Collected data entries
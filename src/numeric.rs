//! Normalization of free-text monetary input.
//!
//! Every amount that enters or leaves the engine passes through [`round2`], so
//! binary floating-point artifacts (`0.1 + 0.2`) never reach a dashboard.

use serde::{Deserialize, Deserializer};

/// Scaled values at or above this magnitude have no fractional part left.
const EXACT_INTEGER_LIMIT: f64 = 4_503_599_627_370_496.0;

/// Nearest integer with halves rounded toward positive infinity.
pub fn round_half_up(value: f64) -> f64 {
    let floor = value.floor();
    let rounded = if value - floor >= 0.5 { floor + 1.0 } else { floor };
    rounded + 0.0
}

/// Rounds to two decimal places on the scaled integer. Values too large to
/// carry cents come back unchanged.
pub fn round2(value: f64) -> f64 {
    let scaled = value * 100.0;
    if !scaled.is_finite() || scaled.abs() >= EXACT_INTEGER_LIMIT {
        return value + 0.0;
    }
    round_half_up(scaled) / 100.0 + 0.0
}

/// Parses user-entered money text into an exact two-decimal value.
///
/// Anything that is not a digit, `.` or `-` is dropped first, so `"$1,250.75"`
/// becomes `1250.75`. Text that does not start with a number degrades to `0`.
pub fn parse_numeric_input(raw: &str) -> f64 {
    let cleaned: String = raw
        .chars()
        .filter(|c| c.is_ascii_digit() || *c == '.' || *c == '-')
        .collect();

    match leading_number(&cleaned) {
        Some(value) if value.is_finite() => round2(value),
        _ => 0.0,
    }
}

/// Renders a value as the minimal decimal string after two-decimal rounding
/// (`11`, `0.3`, `1250.5`).
pub fn sanitize_numeric_string(value: f64) -> String {
    if !value.is_finite() {
        return "0".to_string();
    }
    format!("{}", round2(value))
}

/// Display form with grouped thousands and two decimals, e.g. `$12,500.00`.
pub fn format_currency(value: f64) -> String {
    let rounded = if value.is_finite() { round2(value) } else { 0.0 };
    let fixed = format!("{:.2}", rounded.abs());
    let (whole, cents) = fixed.split_once('.').unwrap_or((fixed.as_str(), "00"));

    let mut grouped = String::with_capacity(whole.len() + whole.len() / 3);
    for (i, digit) in whole.chars().enumerate() {
        if i > 0 && (whole.len() - i) % 3 == 0 {
            grouped.push(',');
        }
        grouped.push(digit);
    }

    let sign = if rounded < 0.0 { "-" } else { "" };
    format!("{}${}.{}", sign, grouped, cents)
}

/// Longest prefix shaped like `-?digits[.digits]`, parsed as a float.
fn leading_number(text: &str) -> Option<f64> {
    let bytes = text.as_bytes();
    let mut end = 0;

    if bytes.first() == Some(&b'-') {
        end = 1;
    }

    let int_start = end;
    while end < bytes.len() && bytes[end].is_ascii_digit() {
        end += 1;
    }
    let mut has_digits = end > int_start;

    if end < bytes.len() && bytes[end] == b'.' {
        let frac_start = end + 1;
        let mut frac_end = frac_start;
        while frac_end < bytes.len() && bytes[frac_end].is_ascii_digit() {
            frac_end += 1;
        }
        has_digits |= frac_end > frac_start;
        end = frac_end;
    }

    if !has_digits {
        return None;
    }

    text[..end].trim_end_matches('.').parse::<f64>().ok()
}

#[derive(Deserialize)]
#[serde(untagged)]
enum RawAmount {
    Number(f64),
    Text(String),
}

/// Serde helper for store fields that arrive either as JSON numbers or as
/// numeric text. `null` reads as zero.
pub fn deserialize_amount<'de, D>(deserializer: D) -> std::result::Result<f64, D::Error>
where
    D: Deserializer<'de>,
{
    let amount = match Option::<RawAmount>::deserialize(deserializer)? {
        Some(RawAmount::Number(n)) if n.is_finite() => round2(n),
        Some(RawAmount::Number(_)) | None => 0.0,
        Some(RawAmount::Text(text)) => parse_numeric_input(&text),
    };
    Ok(amount)
}
use chrono::NaiveDate;
use wedding_budget_engine::*;

fn date(y: i32, m: u32, d: u32) -> NaiveDate {
    NaiveDate::from_ymd_opt(y, m, d).unwrap()
}

fn pending(id: &str, amount: f64, due: Option<NaiveDate>) -> Payment {
    Payment {
        id: id.to_string(),
        label: None,
        amount,
        due_date: due,
        status: PaymentStatus::Pending,
        paid_date: None,
    }
}

fn paid(id: &str, amount: f64, on: NaiveDate) -> Payment {
    Payment {
        id: id.to_string(),
        label: None,
        amount,
        due_date: Some(on),
        status: PaymentStatus::Paid,
        paid_date: Some(on),
    }
}

fn sample_categories() -> Vec<Category> {
    vec![
        Category {
            id: "cat-venue".to_string(),
            name: "Venue".to_string(),
            target_amount: 65_000.0,
            sort_order: 1,
            line_items: vec![LineItem {
                id: "li-estate".to_string(),
                name: "Estate rental".to_string(),
                vendor_name: Some("Hillcrest Estate".to_string()),
                actual_cost: 60_000.0,
                paid_to_date: 0.0,
                payments: vec![
                    paid("venue-deposit", 20_000.0, date(2025, 10, 1)),
                    pending("venue-second", 20_000.0, Some(date(2026, 3, 1))),
                    pending("venue-final", 20_000.0, Some(date(2026, 8, 12))),
                ],
            }],
        },
        Category {
            id: "cat-photo".to_string(),
            name: "Photography".to_string(),
            target_amount: 22_500.0,
            sort_order: 2,
            line_items: vec![LineItem {
                id: "li-photo".to_string(),
                name: "Studio Lumen".to_string(),
                vendor_name: None,
                actual_cost: 18_000.0,
                paid_to_date: 0.0,
                payments: vec![
                    paid("photo-retainer", 4_500.0, date(2025, 11, 15)),
                    pending("photo-balance", 13_500.0, Some(date(2026, 2, 20))),
                ],
            }],
        },
        Category {
            id: "cat-florals".to_string(),
            name: "Florals & Decor".to_string(),
            target_amount: 25_000.0,
            sort_order: 3,
            line_items: vec![LineItem {
                id: "li-florals".to_string(),
                name: "Petal & Stem".to_string(),
                vendor_name: None,
                actual_cost: 9_000.0,
                paid_to_date: 2_000.0,
                payments: vec![],
            }],
        },
        Category {
            id: "cat-misc".to_string(),
            name: "Miscellaneous".to_string(),
            target_amount: 0.0,
            sort_order: 4,
            line_items: vec![LineItem {
                id: "li-misc".to_string(),
                name: "Tips".to_string(),
                vendor_name: None,
                actual_cost: 1_200.0,
                paid_to_date: 0.0,
                payments: vec![pending("tips", 1_200.0, None)],
            }],
        },
    ]
}

#[test]
fn test_luxury_template_selection() {
    let total_budget = 250_000.0;
    let level = get_wedding_level_for_budget(total_budget);
    assert_eq!(level, WeddingLevel::Luxury);

    let plan = calculate_allocations(level, total_budget);
    assert!(!plan.is_fallback());
    verify_allocation_sum(&plan).unwrap();
    assert_eq!(plan.amount_for(BudgetCategory::Venue), 65_000.0);
    assert_eq!(plan.amount_for(BudgetCategory::WeddingPlanner), 10_000.0);
    assert_eq!(plan.allocated_total(), 250_000.0);

    let wedding = date(2026, 9, 12);
    let milestones = schedule_milestones(level, wedding);
    assert!(milestones
        .iter()
        .any(|m| m.template.title == "Hire a wedding planner"));
    assert!(!milestones
        .iter()
        .any(|m| m.template.title == "Production walkthrough"));

    let (start, end) = timeline_window(&milestones, wedding);
    assert_eq!(start, date(2025, 9, 12));
    assert_eq!(end, wedding);

    let mut last_position = 0.0;
    for m in &milestones {
        let position = m.gantt_position(start, end);
        assert!((0.0..=100.0).contains(&position));
        assert!(
            position >= last_position,
            "{} at {} moved backwards",
            m.template.title,
            m.target_date
        );
        last_position = position;

        if let Some(name) = &m.template.category_name {
            assert!(BudgetCategory::from_name(name).is_some());
        }
    }

    println!("✓ Luxury template selection test passed");
}

#[test]
fn test_milestone_sets_grow_with_level() {
    let sizes: Vec<usize> = WeddingLevel::ALL
        .iter()
        .map(|level| get_default_milestones_for_level(*level).len())
        .collect();

    for pair in sizes.windows(2) {
        assert!(pair[0] <= pair[1], "sizes not monotonic: {:?}", sizes);
    }
    assert!(sizes[0] < sizes[4]);
}

#[test]
fn test_unknown_level_degrades() {
    let plan = calculate_allocations_for_id("bespoke", 120_000.0);
    assert!(plan.is_fallback());
    assert!(plan.allocations.iter().all(|a| a.amount == 0.0));
    assert!(verify_allocation_sum(&plan).is_err());

    let milestones = get_default_milestones_for_id("bespoke");
    assert_eq!(milestones, get_default_milestones_for_level(WeddingLevel::Diy));
}

#[test]
fn test_date_properties() {
    assert_eq!(calculate_target_date(date(2025, 12, 20), 3.0), date(2025, 9, 20));
    assert_eq!(calculate_target_date(date(2025, 12, 20), 0.5), date(2025, 12, 5));
    assert_eq!(calculate_target_date(date(2025, 12, 20), 12.0), date(2024, 12, 20));

    assert_eq!(get_months_between(date(2025, 6, 15), date(2025, 6, 15)), 0.0);
    assert_eq!(get_months_between(date(2024, 6, 15), date(2025, 6, 15)), 12.0);

    assert_eq!(format_relative_months(12.0), "1 year before");
    assert_eq!(format_relative_months(1.0), "1 month before");
    assert_eq!(format_relative_months(2.0), "2 months before");
    assert_eq!(format_relative_months(0.5), "2 weeks before");
    assert_eq!(format_relative_months(0.25), "1 week before");
}

#[test]
fn test_numeric_round_trip() {
    for x in [0.1 + 0.2, 1.005, 99.999, 42.0, 1_234_567.891, 0.0] {
        assert_eq!(parse_numeric_input(&sanitize_numeric_string(x)), round2(x));
    }
    assert_eq!(format_currency(parse_numeric_input("$12,500")), "$12,500.00");
}

#[test]
fn test_dashboard_with_frozen_today() {
    let categories = sample_categories();
    let config = DashboardConfig {
        total_budget: 250_000.0,
        wedding_date: date(2026, 9, 12),
        today: date(2026, 2, 16),
    };

    let dashboard = DashboardProcessor::build(&categories, &config);

    assert_eq!(dashboard.position.total_committed, 88_200.0);
    assert_eq!(dashboard.position.total_paid, 26_500.0);
    assert_eq!(dashboard.position.total_pending, 61_700.0);
    assert_eq!(dashboard.position.uncommitted, 161_800.0);

    let names: Vec<&str> = dashboard
        .category_allocations
        .iter()
        .map(|c| c.name.as_str())
        .collect();
    assert_eq!(names, vec!["Venue", "Photography", "Florals & Decor"]);

    let ids: Vec<&str> = dashboard
        .payment_schedule
        .iter()
        .map(|p| p.payment_id.as_str())
        .collect();
    assert_eq!(ids, vec!["photo-balance", "venue-second", "venue-final", "tips"]);
    assert_eq!(dashboard.payment_schedule[0].urgency, Urgency::ThisWeek);
    assert_eq!(dashboard.payment_schedule[0].vendor_name, "Studio Lumen");
    assert_eq!(dashboard.payment_schedule[1].vendor_name, "Hillcrest Estate");
    assert_eq!(dashboard.payment_schedule[1].label, "Payment 2");
    assert_eq!(dashboard.payment_schedule[3].urgency, Urgency::NoDate);

    // Oct 2025 through Aug 2026
    assert_eq!(dashboard.cash_flow.len(), 11);
    let paid_total: f64 = dashboard.cash_flow.iter().map(|p| p.paid).sum();
    let upcoming_total: f64 = dashboard.cash_flow.iter().map(|p| p.upcoming).sum();
    assert_eq!(paid_total, 24_500.0);
    assert_eq!(upcoming_total, 53_500.0);

    let later = DashboardConfig {
        today: date(2026, 3, 2),
        ..config
    };
    let dashboard = DashboardProcessor::build(&categories, &later);
    assert_eq!(dashboard.payment_schedule[0].payment_id, "photo-balance");
    assert_eq!(dashboard.payment_schedule[0].urgency, Urgency::Overdue);
    assert_eq!(dashboard.payment_schedule[1].urgency, Urgency::Overdue);

    println!("✓ Dashboard frozen-today test passed");
}

#[test]
fn test_over_budget_is_available_unclamped() {
    let categories = sample_categories();
    let dashboard = DashboardProcessor::build(
        &categories,
        &DashboardConfig {
            total_budget: 80_000.0,
            wedding_date: date(2026, 9, 12),
            today: date(2026, 1, 1),
        },
    );

    assert_eq!(dashboard.position.uncommitted, 0.0);
    assert_eq!(dashboard.position.total_committed - dashboard.position.total_budget, 8_200.0);
    assert_eq!(dashboard.over_budget, 8_200.0);
    assert_eq!(dashboard.over_paid, 0.0);
}

#[test]
fn test_store_json_round_trip() -> anyhow::Result<()> {
    let json = serde_json::to_string(&sample_categories())?;
    let loaded = load_categories_from_json(&json)?;
    assert_eq!(loaded, sample_categories());

    let store_rows = r#"[
        {"name": "Catering", "target_amount": "18,000.00", "sort_order": 2, "line_items": [
            {"name": "Harvest Table", "actual_cost": "16500", "paid_to_date": "0", "payments": [
                {"id": "c1", "amount": "4125.10", "due_date": "2026-01-10",
                 "status": "paid", "paid_date": "2026-01-08"},
                {"id": "c2", "amount": "12374.90", "due_date": null,
                 "status": "pending", "paid_date": null}
            ]}
        ]},
        {"name": "Venue", "target_amount": 30000, "sort_order": 1, "line_items": []}
    ]"#;

    let categories = load_categories_from_json(store_rows)?;
    assert_eq!(categories[0].name, "Venue");
    assert_eq!(categories[1].actual_spend(), 16_500.0);

    let position = build_paid_vs_remaining_data(&categories, 45_000.0);
    assert_eq!(position.total_paid, 4_125.1);
    assert_eq!(position.total_pending, 12_374.9);
    assert_eq!(position.uncommitted, 28_500.0);

    Ok(())
}

#[test]
fn test_cash_flow_csv_export() -> anyhow::Result<()> {
    let series = build_cash_flow_data(&sample_categories(), date(2026, 9, 12), date(2026, 2, 16));

    let mut writer = csv::Writer::from_writer(vec![]);
    for point in &series {
        writer.serialize(point)?;
    }
    let output = String::from_utf8(writer.into_inner().unwrap())?;

    let lines: Vec<&str> = output.lines().collect();
    assert_eq!(lines[0], "month,key,label,paid,upcoming");
    assert_eq!(lines.len(), series.len() + 1);
    assert!(lines[1].starts_with("2025-10-01,2025-10,Oct 2025,"));
    assert!(output.contains("Dec 2025"), "gap month missing:\n{}", output);

    Ok(())
}
//! Urgency tiers for dated obligations.
//!
//! Classification depends only on the due date and the `today` passed in.
//! [`today`] is the one place the host clock is read.

use chrono::NaiveDate;
use schemars::JsonSchema;
use serde::{Deserialize, Serialize};

/// Days ahead (inclusive) that still count as "this week".
pub const THIS_WEEK_DAYS: i64 = 7;

/// Ordered by rank: overdue sorts first, undated last.
#[derive(
    Debug, Clone, Copy, Serialize, Deserialize, PartialEq, Eq, PartialOrd, Ord, Hash, JsonSchema,
)]
#[serde(rename_all = "snake_case")]
pub enum Urgency {
    Overdue,
    ThisWeek,
    Upcoming,
    NoDate,
}

impl Urgency {
    pub fn label(&self) -> &'static str {
        match self {
            Urgency::Overdue => "Overdue",
            Urgency::ThisWeek => "This week",
            Urgency::Upcoming => "Upcoming",
            Urgency::NoDate => "No date",
        }
    }
}

#[derive(
    Debug, Clone, Copy, Serialize, Deserialize, PartialEq, Eq, PartialOrd, Ord, Hash, JsonSchema,
)]
#[serde(rename_all = "snake_case")]
pub enum MilestoneUrgency {
    Overdue,
    ThisWeek,
    Upcoming,
}

impl MilestoneUrgency {
    pub fn label(&self) -> &'static str {
        Urgency::from(*self).label()
    }
}

impl From<MilestoneUrgency> for Urgency {
    fn from(value: MilestoneUrgency) -> Self {
        match value {
            MilestoneUrgency::Overdue => Urgency::Overdue,
            MilestoneUrgency::ThisWeek => Urgency::ThisWeek,
            MilestoneUrgency::Upcoming => Urgency::Upcoming,
        }
    }
}

/// Host's local calendar date.
pub fn today() -> NaiveDate {
    chrono::Local::now().date_naive()
}

/// Whole days from `today` until `due`; negative when past.
pub fn days_until(due: NaiveDate, today: NaiveDate) -> i64 {
    (due - today).num_days()
}

pub fn classify_urgency(due: Option<NaiveDate>, today: NaiveDate) -> Urgency {
    match due {
        Some(due) => classify_milestone_urgency(due, today).into(),
        None => Urgency::NoDate,
    }
}

pub fn classify_milestone_urgency(target: NaiveDate, today: NaiveDate) -> MilestoneUrgency {
    match days_until(target, today) {
        d if d < 0 => MilestoneUrgency::Overdue,
        d if d <= THIS_WEEK_DAYS => MilestoneUrgency::ThisWeek,
        _ => MilestoneUrgency::Upcoming,
    }
}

# ASSIGNMENT
From the records above, pull every line that carries the word "else".

# SOLUTION
    let rounded = if value - floor >= 0.5 { floor + 1.0 } else { floor };
    let rounded = if value.is_finite() { round2(value) } else { 0.0 };
    let sign = if rounded < 0.0 { "-" } else { "" };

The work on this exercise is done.